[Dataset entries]
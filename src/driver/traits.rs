//! Public API surface for driving step-wise optimizers.
//!
//! - [`Optimizer`]: the one-step contract a driver loop consumes.
//! - [`Step`]: what one step reports.
//! - [`DriverOptions`]: stopping rules for [`minimize`](crate::driver::minimize).
//! - [`DriverOutcome`]: normalized result of a driver run.
use crate::{
    driver::errors::{DriverError, DriverResult},
    evaluation::{Objective, Point},
    mesh::Mesh,
    swarm::SwarmResult,
};

pub const DEFAULT_TOL: f64 = 1e-4;
pub const DEFAULT_MAX_EVALS: usize = 10_000;

/// Outcome of a single optimizer step.
///
/// - `best`: best point known after the step.
/// - `neval`: evaluations performed by the step.
#[derive(Debug, Clone, PartialEq)]
pub struct Step {
    pub best: Point,
    pub neval: usize,
}

/// An optimizer that advances one step per call.
///
/// Implementations must not retry or suppress evaluation failures; a failed
/// step returns its error and the driver stops.
pub trait Optimizer {
    fn iterate(&mut self, obj: &dyn Objective, mesh: Option<&mut dyn Mesh>) -> SwarmResult<Step>;
}

impl<T: Optimizer + ?Sized> Optimizer for Box<T> {
    fn iterate(&mut self, obj: &dyn Objective, mesh: Option<&mut dyn Mesh>) -> SwarmResult<Step> {
        (**self).iterate(obj, mesh)
    }
}

/// Stopping rules for the driver loop.
///
/// - `tol`: stop once the error against the known optimum drops below it.
///   The error is relative (`|best - optimum| / |optimum|`) unless the
///   optimum is zero, where it is absolute.
/// - `max_evals`: stop once at least this many evaluations were performed.
#[derive(Debug, Clone, Copy, PartialEq)]
pub struct DriverOptions {
    pub tol: f64,
    pub max_evals: usize,
}

impl DriverOptions {
    /// Construct validated driver options.
    ///
    /// # Errors
    /// - [`DriverError::InvalidTolerance`] if `tol` is non-finite or `<= 0`.
    /// - [`DriverError::InvalidMaxEvals`] if `max_evals == 0`.
    pub fn new(tol: f64, max_evals: usize) -> DriverResult<Self> {
        if !tol.is_finite() {
            return Err(DriverError::InvalidTolerance { tol, reason: "Tolerance must be finite." });
        }
        if tol <= 0.0 {
            return Err(DriverError::InvalidTolerance { tol, reason: "Tolerance must be positive." });
        }
        if max_evals == 0 {
            return Err(DriverError::InvalidMaxEvals {
                max_evals,
                reason: "Evaluation budget must be greater than zero.",
            });
        }
        Ok(Self { tol, max_evals })
    }
}

impl Default for DriverOptions {
    fn default() -> Self {
        Self { tol: DEFAULT_TOL, max_evals: DEFAULT_MAX_EVALS }
    }
}

/// Result of a driver run.
///
/// - `best`: best point found.
/// - `neval`: total evaluations performed.
/// - `iterations`: optimizer steps taken.
/// - `converged`: `true` if the tolerance was met before the budget ran out.
#[derive(Debug, Clone, PartialEq)]
pub struct DriverOutcome {
    pub best: Point,
    pub neval: usize,
    pub iterations: usize,
    pub converged: bool,
}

- PROBLEM DETAILS -
Write out each record again, keeping every word as it is.

- RESPONSE AREA -
filename src/driver/traits.rs
//! Public API surface for driving step-wise optimizers.
//!
//! - [`Optimizer`]: the one-step contract a driver loop consumes.
//! - [`Step`]: what one step reports.
//! - [`DriverOptions`]: stopping rules for [`minimize`](crate::driver::minimize).
//! - [`DriverOutcome`]: normalized result of a driver run.
use crate::{
    driver::errors::{DriverError, DriverResult},
    evaluation::{Objective, Point},
    mesh::Mesh,
    swarm::SwarmResult,
};

pub const DEFAULT_TOL: f64 = 1e-4;
pub const DEFAULT_MAX_EVALS: usize = 10_000;

/// Outcome of a single optimizer step.
///
/// - `best`: best point known after the step.
/// - `neval`: evaluations performed by the step.
#[derive(Debug, Clone, PartialEq)]
pub struct Step {
    pub best: Point,
    pub neval: usize,
}

/// An optimizer that advances one step per call.
///
/// Implementations must not retry or suppress evaluation failures; a failed
/// step returns its error and the driver stops.
pub trait Optimizer {
    fn iterate(&mut self, obj: &dyn Objective, mesh: Option<&mut dyn Mesh>) -> SwarmResult<Step>;
}

impl<T: Optimizer + ?Sized> Optimizer for Box<T> {
    fn iterate(&mut self, obj: &dyn Objective, mesh: Option<&mut dyn Mesh>) -> SwarmResult<Step> {
        (**self).iterate(obj, mesh)
    }
}

/// Stopping rules for the driver loop.
///
/// - `tol`: stop once the error against the known optimum drops below it.
///   The error is relative (`|best - optimum| / |optimum|`) unless the
///   optimum is zero, where it is absolute.
/// - `max_evals`: stop once at least this many evaluations were performed.
#[derive(Debug, Clone, Copy, PartialEq)]
pub struct DriverOptions {
    pub tol: f64,
    pub max_evals: usize,
}

impl DriverOptions {
    /// Construct validated driver options.
    ///
    /// # Errors
    /// - [`DriverError::InvalidTolerance`] if `tol` is non-finite or `<= 0`.
    /// - [`DriverError::InvalidMaxEvals`] if `max_evals == 0`.
    pub fn new(tol: f64, max_evals: usize) -> DriverResult<Self> {
        if !tol.is_finite() {
            return Err(DriverError::InvalidTolerance { tol, reason: "Tolerance must be finite." });
        }
        if tol <= 0.0 {
            return Err(DriverError::InvalidTolerance { tol, reason: "Tolerance must be positive." });
        }
        if max_evals == 0 {
            return Err(DriverError::InvalidMaxEvals {
                max_evals,
                reason: "Evaluation budget must be greater than zero.",
            });
        }
        Ok(Self { tol, max_evals })
    }
}

impl Default for DriverOptions {
    fn default() -> Self {
        Self { tol: DEFAULT_TOL, max_evals: DEFAULT_MAX_EVALS }
    }
}

/// Result of a driver run.
///
/// - `best`: best point found.
/// - `neval`: total evaluations performed.
/// - `iterations`: optimizer steps taken.
/// - `converged`: `true` if the tolerance was met before the budget ran out.
#[derive(Debug, Clone, PartialEq)]
pub struct DriverOutcome {
    pub best: Point,
    pub neval: usize,
    pub iterations: usize,
    pub converged: bool,
}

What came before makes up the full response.